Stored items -
use std::path::{Component, Path, PathBuf};

use async_trait::async_trait;

use crate::context::{Request, ResponseContext};
use crate::http::mime;
use crate::http::request::Method;
use crate::middleware::{Middleware, Next};

/// Maps a URL-style relative path under `root`.
///
/// Returns `None` for anything that would escape `root`: `..`, absolute
/// prefixes, drive letters.
pub(crate) fn resolve_under(root: &Path, rel: &str) -> Option<PathBuf> {
    let mut pb = root.to_path_buf();
    for comp in Path::new(rel.trim_start_matches('/')).components() {
        match comp {
            Component::Normal(s) => pb.push(s),
            Component::CurDir => {}
            _ => return None,
        }
    }
    Some(pb)
}

/// Serves files from a directory.
///
/// Only GET and HEAD are considered. On a hit the file becomes the response
/// and the chain stops; on a miss the request continues down the chain.
/// Directories are served through their `index.html`.
#[derive(Debug, Clone)]
pub struct ServeStatic {
    root: PathBuf,
}

impl ServeStatic {
    pub fn new<P: Into<PathBuf>>(root: P) -> Self {
        Self { root: root.into() }
    }

    pub fn root(&self) -> &Path {
        &self.root
    }

    async fn lookup(&self, url_path: &str) -> Option<(PathBuf, Vec<u8>)> {
        let mut path = resolve_under(&self.root, url_path)?;

        let meta = tokio::fs::metadata(&path).await.ok()?;
        if meta.is_dir() {
            path.push("index.html");
        }

        match tokio::fs::read(&path).await {
            Ok(bytes) => Some((path, bytes)),
            Err(e) => {
                tracing::trace!(path = %path.display(), error = %e, "Static lookup missed");
                None
            }
        }
    }
}

#[async_trait]
impl Middleware for ServeStatic {
    async fn handle(
        &self,
        req: &mut Request<'_>,
        res: &mut ResponseContext,
        next: Next<'_>,
    ) -> anyhow::Result<()> {
        if !matches!(req.method(), Method::GET | Method::HEAD) {
            return next.run(req, res).await;
        }

        match self.lookup(req.path()).await {
            Some((path, bytes)) => {
                tracing::debug!(path = %path.display(), len = bytes.len(), "Serving static file");
                res.set_header("Content-Type", mime::from_path(&path))
                    .send_bytes(bytes);
                Ok(())
            }
            None => next.run(req, res).await,
        }
    }
}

Your goal - Check the data for the word "None" and pull out the lines that have it.

Response box -
/// Returns `None` for anything that would escape `root`: `..`, absolute
            _ => return None,
                None
            None => next.run(req, res).await,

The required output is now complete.